Mad Max voltou, também, para vagar pelo cenário de apocalipse que são as salas de multiplex atual, habitadas majoritariamente por filmes de ação coloridóides, tão pesados e agressivos quanto um arco-íris, e que subvertem negativamente a característica dos grandes action movies do passado: a capacidade de exprimir uma exuberância rochosa (rocky).

Mas o filme de Miller está longe do baile da nostalgia de Mercenários, por exemplo. Mad Max: Estrada Da Fúria não tenta emular a sensibilidade do passado para discutir a mudança dos tempos, e sim faz raio X destes novos tempos e, como um Peter Tscherkassky do orçamento milionário, manipula a radiografia,  para fazer comentário acerca do elemento base  por meio das imagens, do som e do movimento, não pelo discurso das ideias. Se a ideia de velocidade e barulho atormentam os nervos de boa parte das pessoas do mundo contemporâneo, Miller constrói um filme inteiro em que o próprio ritmo das imagens e dos sons são apocalípticos e dignos de pesadelo (não é essa uma das qualidades do bom cinema? Acordado, apreender o mundo durante o dia para, à noite, dormindo na sala escura, fornecer imagens que, filtradas pela câmera/subconsciente, nos possibilitem melhor compreensão de nós mesmos e do próprio mundo). Daí que o longa-metragem é um constante movimento: o deserto aberto filmado em widescreen é como a película nua a ser preenchida pela luz e, como um trem a vapor, mover-se sempre para frente (não é por outro motivo que o diretor mostra constantemente o veículo com o guitarrista e os tocadores de tambor senão para explicitar a chave autoconsciente do longa). Estrada Da Fúria não é um filme de ação, é um filme em ação, que praticamente abole divisões entre sequências de ação e cenas de exposição.

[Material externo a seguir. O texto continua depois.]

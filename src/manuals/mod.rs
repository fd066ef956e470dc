use axum::{
    extract::{Path, Query, State},
    http::StatusCode,
    routing::get,
    Json, Router,
};
use chrono::{DateTime, Utc};
use diesel::prelude::*;
use log::info;
use serde::{Deserialize, Serialize};
use std::sync::Arc;
use uuid::Uuid;

use crate::core::error::ApiError;
use crate::core::shared::schema::manuals;
use crate::core::shared::state::AppState;
use crate::core::shared::utils::{check_length, deserialize_some, like_pattern, run_blocking};
use crate::core::urls::ApiUrls;
use crate::security::auth::{AdminUser, AuthenticatedUser};

const TITLE_MAX_CHARS: usize = 255;
const CATEGORY_MAX_CHARS: usize = 128;

#[derive(Debug, Clone, Serialize, Deserialize, Queryable, Selectable, Insertable)]
#[diesel(table_name = manuals)]
pub struct Manual {
    pub id: Uuid,
    pub title: String,
    pub content: String,
    pub category: Option<String>,
    pub author_id: Uuid,
    pub created_at: DateTime<Utc>,
    pub updated_at: DateTime<Utc>,
}

#[derive(Debug, Deserialize)]
pub struct CreateManualRequest {
    pub title: String,
    pub content: String,
    pub category: Option<String>,
}

#[derive(Debug, Default, Deserialize, AsChangeset)]
#[diesel(table_name = manuals)]
pub struct UpdateManualRequest {
    pub title: Option<String>,
    pub content: Option<String>,
    #[serde(default, deserialize_with = "deserialize_some")]
    pub category: Option<Option<String>>,
}

impl UpdateManualRequest {
    fn is_empty(&self) -> bool {
        self.title.is_none() && self.content.is_none() && self.category.is_none()
    }
}

#[derive(Debug, Default, Deserialize)]
pub struct ListManualsQuery {
    pub search: Option<String>,
    pub category: Option<String>,
}

fn find_manual(conn: &mut PgConnection, id: Uuid) -> Result<Manual, ApiError> {
    manuals::table
        .find(id)
        .select(Manual::as_select())
        .first(conn)
        .optional()?
        .ok_or_else(|| ApiError::not_found("Manual"))
}

fn clean_category(category: Option<String>) -> Option<String> {
    category
        .map(|c| c.trim().to_string())
        .filter(|c| !c.is_empty())
}

pub async fn list_manuals(
    State(state): State<Arc<AppState>>,
    _user: AuthenticatedUser,
    Query(query): Query<ListManualsQuery>,
) -> Result<Json<Vec<Manual>>, ApiError> {
    let items = run_blocking(&state.conn, move |conn| {
        let mut q = manuals::table.select(Manual::as_select()).into_boxed();
        if let Some(search) = query.search.as_deref().filter(|s| !s.trim().is_empty()) {
            q = q.filter(manuals::title.ilike(like_pattern(search)));
        }
        if let Some(category) = clean_category(query.category) {
            q = q.filter(manuals::category.eq(category));
        }
        Ok(q.order(manuals::title.asc()).load(conn)?)
    })
    .await?;
    Ok(Json(items))
}

pub async fn get_manual(
    State(state): State<Arc<AppState>>,
    _user: AuthenticatedUser,
    Path(id): Path<Uuid>,
) -> Result<Json<Manual>, ApiError> {
    let manual = run_blocking(&state.conn, move |conn| find_manual(conn, id)).await?;
    Ok(Json(manual))
}

pub async fn create_manual(
    State(state): State<Arc<AppState>>,
    admin: AdminUser,
    Json(req): Json<CreateManualRequest>,
) -> Result<(StatusCode, Json<Manual>), ApiError> {
    let title = req.title.trim().to_string();
    if title.is_empty() || req.content.trim().is_empty() {
        return Err(ApiError::BadRequest("title and content are required".into()));
    }
    check_length("title", &title, TITLE_MAX_CHARS)?;
    let category = clean_category(req.category);
    if let Some(category) = &category {
        check_length("category", category, CATEGORY_MAX_CHARS)?;
    }
    let now = Utc::now();
    let manual = Manual {
        id: Uuid::new_v4(),
        title,
        content: req.content,
        category,
        author_id: admin.user_id,
        created_at: now,
        updated_at: now,
    };
    let created = run_blocking(&state.conn, move |conn| {
        Ok(diesel::insert_into(manuals::table)
            .values(&manual)
            .returning(Manual::as_returning())
            .get_result(conn)?)
    })
    .await?;
    info!("Manual {} created by {}", created.id, admin.user_id);
    Ok((StatusCode::CREATED, Json(created)))
}

pub async fn update_manual(
    State(state): State<Arc<AppState>>,
    _admin: AdminUser,
    Path(id): Path<Uuid>,
    Json(mut req): Json<UpdateManualRequest>,
) -> Result<Json<Manual>, ApiError> {
    if let Some(title) = req.title.as_mut() {
        *title = title.trim().to_string();
        if title.is_empty() {
            return Err(ApiError::BadRequest("title cannot be empty".into()));
        }
        check_length("title", title, TITLE_MAX_CHARS)?;
    }
    if req.content.as_deref().is_some_and(|c| c.trim().is_empty()) {
        return Err(ApiError::BadRequest("content cannot be empty".into()));
    }
    req.category = req.category.map(clean_category);
    if let Some(Some(category)) = &req.category {
        check_length("category", category, CATEGORY_MAX_CHARS)?;
    }

    let manual = run_blocking(&state.conn, move |conn| {
        let current = find_manual(conn, id)?;
        if req.is_empty() {
            return Ok(current);
        }
        Ok(diesel::update(manuals::table.find(id))
            .set((&req, manuals::updated_at.eq(Utc::now())))
            .returning(Manual::as_returning())
            .get_result(conn)?)
    })
    .await?;
    Ok(Json(manual))
}

pub async fn delete_manual(
    State(state): State<Arc<AppState>>,
    admin: AdminUser,
    Path(id): Path<Uuid>,
) -> Result<StatusCode, ApiError> {
    let deleted = run_blocking(&state.conn, move |conn| {
        Ok(diesel::delete(manuals::table.find(id)).execute(conn)?)
    })
    .await?;
    if deleted == 0 {
        return Err(ApiError::not_found("Manual"));
    }
    info!("Manual {id} deleted by {}", admin.user_id);
    Ok(StatusCode::NO_CONTENT)
}

pub fn configure_manuals_routes() -> Router<Arc<AppState>> {
    Router::new()
        .route(ApiUrls::MANUALS, get(list_manuals).post(create_manual))
        .route(
            ApiUrls::MANUAL_BY_ID,
            get(get_manual).put(update_manual).delete(delete_manual),
        )
}

#[cfg(test)]
mod tests {
    use super::*;

    #[test]
    fn test_blank_category_is_none() {
        assert_eq!(clean_category(Some("  ".into())), None);
        assert_eq!(clean_category(Some(" Network ".into())), Some("Network".into()));
        assert_eq!(clean_category(None), None);
    }

    #[test]
    fn test_update_distinguishes_null_category() {
        let req: UpdateManualRequest = serde_json::from_str(r#"{"category": null}"#).unwrap();
        assert_eq!(req.category, Some(None));
        assert!(!req.is_empty());

        let req: UpdateManualRequest = serde_json::from_str("{}").unwrap();
        assert!(req.is_empty());
    }
}
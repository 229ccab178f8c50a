use foodshare_portal::{
    AppConfig,
    config::{ConfigError, Env},
};
use serial_test::serial;
use std::{env, panic};

// --- Setup/Teardown Utilities ---

const CONFIG_VARS: [&str; 6] = [
    "APP_ENV",
    "SESSION_JWT_SECRET",
    "BIND_ADDRESS",
    "SESSION_COOKIE",
    "APP_TITLE",
    "ASSETS_DIR",
];

/// Utility to run a test function with a clean configuration environment
/// and restore the original variables afterward.
fn run_with_env<T, R>(test: T) -> R
where
    T: FnOnce() -> R + panic::UnwindSafe,
{
    let originals: Vec<(&str, Option<String>)> = CONFIG_VARS
        .iter()
        .map(|&var| (var, env::var(var).ok()))
        .collect();

    unsafe {
        for var in CONFIG_VARS {
            env::remove_var(var);
        }
    }

    let result = panic::catch_unwind(test);

    for (key, original_value) in originals.into_iter().rev() {
        unsafe {
            if let Some(val) = original_value {
                env::set_var(key, val);
            } else {
                env::remove_var(key);
            }
        }
    }

    match result {
        Ok(value) => value,
        Err(e) => panic::resume_unwind(e),
    }
}

// --- Tests ---

#[test]
#[serial]
fn test_app_config_production_fail_fast() {
    let result = run_with_env(|| {
        unsafe {
            env::set_var("APP_ENV", "production");
        }
        AppConfig::load()
    });

    assert_eq!(
        result.unwrap_err(),
        ConfigError::MissingVar("SESSION_JWT_SECRET")
    );
}

#[test]
#[serial]
fn test_app_config_production_with_secret() {
    let config = run_with_env(|| {
        unsafe {
            env::set_var("APP_ENV", "production");
            env::set_var("SESSION_JWT_SECRET", "prod-secret");
            env::set_var("BIND_ADDRESS", "127.0.0.1:8080");
        }
        AppConfig::load()
    })
    .unwrap();

    assert_eq!(config.env, Env::Production);
    assert_eq!(config.jwt_secret, "prod-secret");
    assert_eq!(config.bind_address, "127.0.0.1:8080");
}

#[test]
#[serial]
fn test_app_config_local_env_defaults() {
    let config = run_with_env(|| {
        unsafe {
            env::set_var("APP_ENV", "local");
        }
        AppConfig::load()
    })
    .unwrap();

    let defaults = AppConfig::default();
    assert_eq!(config.env, Env::Local);
    assert_eq!(config.jwt_secret, "super-secure-test-secret-value-local");
    assert_eq!(config.bind_address, defaults.bind_address);
    assert_eq!(config.session_cookie, "session");
    assert_eq!(config.app_title, "Food Donation Portal");
    assert_eq!(config.assets_dir, "dist/assets");
}

#[test]
#[serial]
fn test_app_config_unknown_env_is_local() {
    let config = run_with_env(|| {
        unsafe {
            env::set_var("APP_ENV", "staging");
            env::set_var("SESSION_COOKIE", "fdp_token");
            env::set_var("APP_TITLE", "Pantry");
        }
        AppConfig::load()
    })
    .unwrap();

    assert_eq!(config.env, Env::Local);
    assert_eq!(config.session_cookie, "fdp_token");
    assert_eq!(config.app_title, "Pantry");
}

Ao contrário da maioria dos blockbuster de hoje, o movimento, aqui, possui, de fato consequências visuais. O inimigo tem peso, pessoas sangram, rostos ficam sujos e o suor é aparente, ao contrário da imagem-síntese do filme de ação da Era Marvel, que é o close do rosto angelical de Robert Downey Jr. com gráficos em CGI ao seu redor, representando o interior da máscara do Homem de Ferro, ou, melhor, o interior do quarto da geração Y e os gráficos de atualização de Facebook e Twitter. Em Estrada Da Fúria, ao vermos carros explodirem e voarem pelos ares, assistimos a objetos que realmente atuam de acordo com as leis da física. Sem peso verdadeiro, não há violência e sem violência, não há ação (Hulk dando soco em um robô feito em computação gráfica, que sai voando como se fosse uma pipa puxada por um avião à jato é um momento engraçadinho e não a demonstração de força de um herói).

Mais do que a potência conceitual de Estrada Da Fúria – ela existe – é a potência sensorial que impressiona. As imagens pulsantes, tórridas – Miller diz ter escolhido saturar as cores, ao invés de adotar o tom sépia dos filmes pós-apocalípticos – muitas vezes resvalam no abstrato e não seria de se espantar que houvessem relatos de espectadores desnorteados que erraram a porta do banheiro ao fim da sessão. Abstração resultante do cálculo, não da incapacidade em posicionar a câmera e articular os planos, que fique claro.

Como diz a velha canção “Clube da Esquina nº2″, “porque se chamava moço, também se chamava estrada, viagem de ventania/nem lembra se olhou pra trás ao primeiro passo, aço, aço/porque se chamava homem, também se chamavam sonhos, e sonhos não envelhecem”. O filme moço do velho Miller é a viagem de aço, poeira e V8. Sem nostalgia, sem saudade. Mesmo que atualmente seja vista como pesadelo por parte da sociedade, a imagem do carro rasgando a estrada e do herói a caminhar solitário pelo deserto sempre ressoará no coração de alguns. A simplicidade do herói calado, sem piadas de uma linha na ponta da língua, também. O plano final de Estrada da Fúria basta: Max olhando para cima e se misturando à multidão. “Lá se vai mais um dia”.